Além disso, o projeto ainda obriga os estabelecimentos (públicos ou privados) que promovam exposições de qualquer tipo a alertar o público, já na entrada, quanto ao conteúdo e a classificação indicativa da mostra.
Se for sancionado o texto, o Distrito Federal pode se tornar uma das primeiras unidades da federação a aprovar uma matéria deste tipo. No ano passado, várias manifestações artísticas foram proibidas ou causaram debates acalorados por sua temática. No Rio de Janeiro, por exemplo, o encerramento da exposição “Literatura exposta”, que criticava com performances de nudez a ditadura militar, foi antecipado. Em 2017, “La bête”, na qual o coreógrafo Wagner Schwartz se apresentava nu no Museu de Arte Moderna (MAM) de São Paulo, causou uma enorme polêmica.
Apesar da garantia constitucional de liberdade de expressão, para justificar o texto Rafael Prudente ressalta que o artigo 233 do Código Penal descreve que é “crime praticar ato obsceno em lugar público, ou aberto ou exposto ao público”.
Prudente também argumenta no relatório que “é fundamental diferenciarmos o que é uma expressão artística daquela em que o sexo explícito e as diversas formas de parafilia (pedofilia, sadomasoquismo, zoofilia etc) são expostos, os quais se constituem em atos que ferem, que atentam contra valores arraigados da sociedade brasileira”.
Secretário de Cultura do DF, Bartolomeu Rodrigues disse que foi surpreendido pela votação do texto. Ele rechaçou a proposta, que classificou como “retrocesso”, e lembrou que “o nu é consagrado desde a era clássica”.

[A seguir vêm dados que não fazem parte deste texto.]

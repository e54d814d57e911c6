// Utility functions

pub mod json_extract;

pub use json_extract::*;
// Medroute - multi-agent orchestration core for a medical risk-assessment assistant

pub mod config;
pub mod types;
pub mod payload;
pub mod llm;
pub mod tools;
pub mod agents;
pub mod utils;

// Re-exports for convenience
pub use agents::{AssessmentOutcome, Orchestrator};
pub use config::Config;
pub use payload::{FieldValue, Payload};
// Note: Import specific items from types module instead of glob to avoid name conflicts
// e.g., use medroute::types::{LLMRequest, LLMResponse, AppResult};
use async_trait::async_trait;
use concat_string::concat_string;
use reqwest::header::{HeaderMap, HeaderValue, USER_AGENT};
use scraper::Html;

use crate::{
    config::{self, SETTINGS},
    declare::{Metric, PageKind},
    logging,
    util::{self, http::Page},
};

pub use share::{Extraction, Probe};

/// 測試用的頁面來源與 HTML
#[cfg(test)]
pub(crate) mod fixture;
/// 片段正規化
pub mod normalize;
/// 共用的欄位讀取與診斷
pub(crate) mod share;
/// 雅虎財經
pub mod yahoo;
/// Zacks 投資研究
pub mod zacks;

/// 依股票代碼與頁面種類取得頁面
#[async_trait]
pub trait PageSource: Sync {
    async fn fetch(&self, stock_symbol: &str, kind: PageKind) -> Page;
}

/// 透過 HTTP 向各網站取得頁面
#[derive(Debug, Default, Clone, Copy)]
pub struct HttpSource;

impl HttpSource {
    /// 各頁面的網址，股票代碼不做任何跳脫
    pub fn url(kind: PageKind, stock_symbol: &str, crawler: &config::Crawler) -> String {
        match kind {
            PageKind::YahooStatistics => concat_string!(
                "https://",
                crawler.yahoo_host,
                "/quote/",
                stock_symbol,
                "/key-statistics"
            ),
            PageKind::YahooFinancials => concat_string!(
                "https://",
                crawler.yahoo_host,
                "/quote/",
                stock_symbol,
                "/financials"
            ),
            PageKind::ZacksIncomeStatement => concat_string!(
                "https://",
                crawler.zacks_host,
                "/stock/quote/",
                stock_symbol,
                "/income-statement"
            ),
            PageKind::ZacksBalanceSheet => concat_string!(
                "https://",
                crawler.zacks_host,
                "/stock/quote/",
                stock_symbol,
                "/balance-sheet"
            ),
        }
    }

    /// Zacks 會擋掉預設的 user agent，Yahoo 使用預設的 headers 即可
    pub fn headers(kind: PageKind, crawler: &config::Crawler) -> Option<HeaderMap> {
        match kind {
            PageKind::YahooStatistics | PageKind::YahooFinancials => None,
            PageKind::ZacksIncomeStatement | PageKind::ZacksBalanceSheet => {
                match HeaderValue::from_str(&crawler.zacks_user_agent) {
                    Ok(ua) => {
                        let mut headers = HeaderMap::new();
                        headers.insert(USER_AGENT, ua);
                        Some(headers)
                    }
                    Err(why) => {
                        logging::error_file_async(format!(
                            "Invalid user agent '{}' because {:?}",
                            crawler.zacks_user_agent, why
                        ));
                        None
                    }
                }
            }
        }
    }
}

#[async_trait]
impl PageSource for HttpSource {
    async fn fetch(&self, stock_symbol: &str, kind: PageKind) -> Page {
        let url = Self::url(kind, stock_symbol, &SETTINGS.crawler);
        let headers = Self::headers(kind, &SETTINGS.crawler);
        let page = util::http::get_page(&url, headers).await;
        let msg = format!(
            "Symbol: {} | Request status: {}",
            stock_symbol,
            page.status_text()
        );

        logging::info_console(msg.clone());
        logging::info_file_async(msg);

        page
    }
}

/// 依指標從文件中萃取資料
pub fn extract(metric: Metric, document: &Html) -> Extraction {
    match metric {
        Metric::TrailingPe => yahoo::statistics::extract(document),
        Metric::AnnualRevenue => yahoo::financials::extract(document),
        Metric::AnnualNetIncome => zacks::income_statement::extract(document),
        Metric::CurrentRatio => zacks::balance_sheet::extract(document),
    }
}

/// 取得頁面並萃取指標，每次呼叫都會重新抓取頁面
pub async fn visit<S>(source: &S, stock_symbol: &str, metric: Metric) -> Extraction
where
    S: PageSource + ?Sized,
{
    let page = source.fetch(stock_symbol, metric.page_kind()).await;
    let extraction = extract(metric, &page.document());

    if extraction.all_missed() {
        logging::warn_file_async(format!(
            "{} of {}: none of the declared paths matched {} (status {}), the page layout may have changed",
            metric,
            stock_symbol,
            page.url,
            page.status_text()
        ));
    } else {
        for probe in extraction.misses() {
            logging::debug_file_async(format!(
                "{} of {}: {} missed at {} because {}",
                metric,
                stock_symbol,
                probe.field,
                probe.path.as_deref().unwrap_or("-"),
                probe.miss.as_ref().map(ToString::to_string).unwrap_or_default()
            ));
        }
    }

    extraction
}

— [O projeto] é uma grande ameaça e por isso precisa ter uma reação não só da classe artística, mas de toda a sociedade. Não podemos nos deixar levar por falsos moralismos, um discurso que está contaminando toda a discussão, e tem se usado muito a religião de uma forma leviana — ponderou.
Ele disse que ainda não conversou com o governador Ibaneis Rocha (MDB-DF) sobre o tema, mas afirmou esperar que ele tenha “bom senso” para vetar a medida, caso chegue ao Buriti. Rodrigues ainda disse estar preocupado com a possibilidade de o texto distrital inspirar propostas semelhantes pelo país.
— Daqui a pouco vamos ouvir falar em arte degenerada, um termo usado no estado nazifascista que serviu inclusive para censurar obras do Picasso e do Matisse. A sociedade precisa reagir a esse tipo de iniciativa, é o fim da picada.
‘Muito barulho por nada’
O projeto também provocou espanto no meio artístico. Luiz Camillo Osorio, professor da PUC-Rio e curador do Instituto PIPA, acha que ele foi feito para “criar embaraço, insegurança, ruído”, já que a “pornografia nunca fez parte de nenhuma agenda cultural dos museus do Brasil”.
— Quando há nudez aparecem avisos, inclusive, porque há responsabilidade com o público. Nós estamos mais do que preparados para lidar com isso. Em um país com tantas agressões a crianças parece até surreal apontar para os museus, que são instituições responsáveis, cuidadosas. É muito barulho por nada — diz Camillo, que também foi curador do 35º Panorama da Arte Brasileira, onde ocorreu a performance “La Bête”.
Já o artista plástico Victor Arruda, conhecido por pintar cenas de sexo e nudez como uma forma ácida de crítica social, se pergunta “quem será a pessoa capaz de julgar uma questão artística além do ‘gosto ou não gosto’?”
— O Brasil se encaminha para uma coisa inquisitória, moralista. É um motivo de grande tristeza e desesperança para mim, mas eu não tenho medo de nada. Isso nunca me afetou. Venho fazendo coisas muito difíceis desde a década de 1970.